John Crowe Ransom (1888–1974)

In 1937, Ransom founded and edited Kenyon Review, a leading literary journal for twenty-two years. He decided that he was finished with poetry, but issued revisions in subsequent collections in 1945, 1963, and 1969. Ransom then concentrated on essays, which he published in The World's Body (1938) and The New Criticism (1941), a call for literary analysis that focuses on the work alone, excluding considerations of movement, age, and the author's life. He received a Guggenheim Fellowship to the University of the Southwest, Exeter, a Bollingen Prize in Poetry, Russell Loines Memorial award from the American Institute of Arts and Letters, and honorary consultancy in American literature at the Library of Congress.
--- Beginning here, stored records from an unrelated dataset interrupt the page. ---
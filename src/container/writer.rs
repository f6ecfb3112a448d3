use std::io::{self, Seek, SeekFrom, Write};

use byteorder::{LittleEndian, WriteBytesExt};

use super::{rle, xor_delta, FrameStorage, Header, MAGIC, VERSION};
use crate::error::Result;
use crate::models::StoragePolicy;

/// Streams frame records into a seekable sink.
///
/// The frame count is unknown until [`finalize`](Self::finalize), which
/// seeks back and patches it in.
#[derive(Debug)]
pub struct ContainerWriter<W: Write + Seek> {
    sink: W,
    policy: StoragePolicy,
    count_offset: u64,
    frame_count: u32,
    previous: Option<Vec<u8>>,
}

impl<W: Write + Seek> ContainerWriter<W> {
    /// Write the header and palette table, leaving room for the frame count.
    pub fn begin(mut sink: W, header: &Header, policy: StoragePolicy) -> Result<Self> {
        sink.write_all(MAGIC)?;
        sink.write_u8(VERSION)?;
        sink.write_u16::<LittleEndian>(header.width)?;
        sink.write_u16::<LittleEndian>(header.height)?;
        sink.write_u8(header.geometry.width() as u8)?;
        sink.write_u8(header.geometry.height() as u8)?;
        sink.write_u8(header.geometry.mode())?;
        sink.write_u16::<LittleEndian>(header.palette.len() as u16)?;
        sink.write_all(&header.palette.to_rgb_bytes())?;

        let count_offset = sink.stream_position()?;
        sink.write_u32::<LittleEndian>(0)?;

        Ok(Self {
            sink,
            policy,
            count_offset,
            frame_count: 0,
            previous: None,
        })
    }

    pub fn frame_count(&self) -> u32 {
        self.frame_count
    }

    /// Store one raw frame payload, choosing its storage per policy.
    pub fn append_frame(&mut self, payload: &[u8]) -> Result<FrameStorage> {
        let frame_count = self
            .frame_count
            .checked_add(1)
            .ok_or_else(|| invalid_input("frame count exceeds u32"))?;

        let (storage, stored) = match self.policy {
            StoragePolicy::Full => (FrameStorage::Raw, payload.to_vec()),
            StoragePolicy::Delta => self.smallest(payload),
        };
        let len = u32::try_from(stored.len()).map_err(|_| invalid_input("frame payload exceeds u32"))?;

        self.sink.write_u8(storage.flags())?;
        self.sink.write_u32::<LittleEndian>(len)?;
        self.sink.write_all(&stored)?;

        self.frame_count = frame_count;
        self.previous = Some(payload.to_vec());
        Ok(storage)
    }

    /// Smallest of raw, RLE and XOR+RLE; ties keep the earlier choice.
    fn smallest(&self, payload: &[u8]) -> (FrameStorage, Vec<u8>) {
        let mut best = (FrameStorage::Raw, payload.to_vec());

        let rle = rle::encode(payload);
        if rle.len() < best.1.len() {
            best = (FrameStorage::Rle, rle);
        }

        if let Some(previous) = self.previous.as_deref().filter(|p| p.len() == payload.len()) {
            let delta = rle::encode(&xor_delta(payload, previous));
            if delta.len() < best.1.len() {
                best = (FrameStorage::DeltaRle, delta);
            }
        }
        best
    }

    /// Patch the frame count, flush, and hand the sink back.
    pub fn finalize(mut self) -> Result<W> {
        let end = self.sink.stream_position()?;
        self.sink.seek(SeekFrom::Start(self.count_offset))?;
        self.sink.write_u32::<LittleEndian>(self.frame_count)?;
        self.sink.seek(SeekFrom::Start(end))?;
        self.sink.flush()?;
        Ok(self.sink)
    }

    /// Hand the sink back as is. The stored frame count stays zero, so
    /// readers reject anything written after the header.
    pub fn into_inner(self) -> W {
        self.sink
    }
}

fn invalid_input(message: &str) -> io::Error {
    io::Error::new(io::ErrorKind::InvalidInput, message.to_string())
}

#[cfg(test)]
mod tests {
    use super::*;
    use crate::models::CellGeometry;
    use ctif_dither::{Palette, Rgb};
    use std::io::Cursor;
    use std::sync::Arc;

    fn header() -> Header {
        Header {
            width: 4,
            height: 2,
            geometry: CellGeometry::Single,
            palette: Arc::new(Palette::new(&[Rgb::BLACK, Rgb::new(1, 2, 3)]).unwrap()),
        }
    }

    #[test]
    fn test_header_layout() {
        let writer = ContainerWriter::begin(Cursor::new(Vec::new()), &header(), StoragePolicy::Full).unwrap();
        let bytes = writer.finalize().unwrap().into_inner();
        assert_eq!(
            bytes,
            vec![
                b'C', b'T', b'I', b'F', 1, // magic, version
                4, 0, 2, 0, // width, height
                1, 1, 0, // cell_w, cell_h, mode
                2, 0, // palette size
                0, 0, 0, 1, 2, 3, // palette
                0, 0, 0, 0, // frame count
            ]
        );
    }

    #[test]
    fn test_frame_count_is_patched() {
        let mut writer = ContainerWriter::begin(Cursor::new(Vec::new()), &header(), StoragePolicy::Full).unwrap();
        for _ in 0..3 {
            assert_eq!(writer.append_frame(&[0xAA]).unwrap(), FrameStorage::Raw);
        }
        assert_eq!(writer.frame_count(), 3);
        let bytes = writer.finalize().unwrap().into_inner();
        assert_eq!(&bytes[20..24], &[3, 0, 0, 0]);
        assert_eq!(&bytes[24..30], &[0, 1, 0, 0, 0, 0xAA]);
        assert_eq!(bytes.len(), 24 + 3 * 6);
    }

    #[test]
    fn test_into_inner_leaves_count_unpatched() {
        let mut writer = ContainerWriter::begin(Cursor::new(Vec::new()), &header(), StoragePolicy::Full).unwrap();
        writer.append_frame(&[0xAA]).unwrap();
        let bytes = writer.into_inner().into_inner();
        assert_eq!(&bytes[20..24], &[0, 0, 0, 0]);
        assert_eq!(bytes.len(), 24 + 6);
    }

    #[test]
    fn test_delta_policy_choices() {
        let mut writer = ContainerWriter::begin(Cursor::new(Vec::new()), &header(), StoragePolicy::Delta).unwrap();
        let noisy: Vec<u8> = (0..32).collect();
        // Nothing to gain on the first frame
        assert_eq!(writer.append_frame(&noisy).unwrap(), FrameStorage::Raw);
        // Identical frame: XOR is all zero
        assert_eq!(writer.append_frame(&noisy).unwrap(), FrameStorage::DeltaRle);
        // A flat frame compresses on its own just as well
        assert_eq!(writer.append_frame(&[7; 32]).unwrap(), FrameStorage::Rle);
    }

    #[test]
    fn test_first_frame_never_delta() {
        let mut writer = ContainerWriter::begin(Cursor::new(Vec::new()), &header(), StoragePolicy::Delta).unwrap();
        assert_eq!(writer.append_frame(&[0; 64]).unwrap(), FrameStorage::Rle);
    }

    #[test]
    fn test_tie_prefers_raw() {
        let mut writer = ContainerWriter::begin(Cursor::new(Vec::new()), &header(), StoragePolicy::Delta).unwrap();
        // One byte: raw is 1, RLE is 2
        assert_eq!(writer.append_frame(&[9]).unwrap(), FrameStorage::Raw);
    }
}
use std::env;
use std::fs::File;
use std::io::Write;
use std::path::Path;

/// Recursive Bayer index matrix: M(2n) = 4 * M(n) + D2 tiled in quadrants.
fn bayer(size: usize) -> Vec<Vec<u32>> {
    if size == 1 {
        return vec![vec![0]];
    }
    let half = size / 2;
    let inner = bayer(half);
    let quadrant = [[0, 2], [3, 1]];

    let mut matrix = vec![vec![0; size]; size];
    for (y, row) in matrix.iter_mut().enumerate() {
        for (x, cell) in row.iter_mut().enumerate() {
            *cell = 4 * inner[y % half][x % half] + quadrant[y / half][x / half];
        }
    }
    matrix
}

fn write_matrix(file: &mut File, name: &str, size: usize) {
    writeln!(file, "/// {size}x{size} Bayer threshold indices (0..{}).", size * size).unwrap();
    writeln!(file, "pub static {name}: [[u8; {size}]; {size}] = [").unwrap();
    for row in bayer(size) {
        let cells: Vec<String> = row.iter().map(|v| v.to_string()).collect();
        writeln!(file, "    [{}],", cells.join(", ")).unwrap();
    }
    writeln!(file, "];").unwrap();
    writeln!(file).unwrap();
}

fn main() {
    let out_dir = env::var("OUT_DIR").unwrap();
    let dest_path = Path::new(&out_dir).join("bayer.rs");
    let mut file = File::create(&dest_path).unwrap();

    write_matrix(&mut file, "BAYER_2", 2);
    write_matrix(&mut file, "BAYER_4", 4);
    write_matrix(&mut file, "BAYER_8", 8);

    println!("cargo::rerun-if-changed=build.rs");
}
Ransom remained active, publishing critical essays on poetry and a collection, Beating the Bushes: Selected Essays, 1941-1970, and serving as visiting professor at Northwest University and Vanderbilt. Despite his shift from pure creative art, by the end of his long life, his reputation had already begun to revert to master poet rather than mentor or critic. He died in his sleep in Gambier, Ohio, on July 3, 1974; his ashes were interred at the Kenyon College Cemetery. Posthumous works include Selected Essays of John Crowe Ransom (1984) and a compendium of letters in 1985.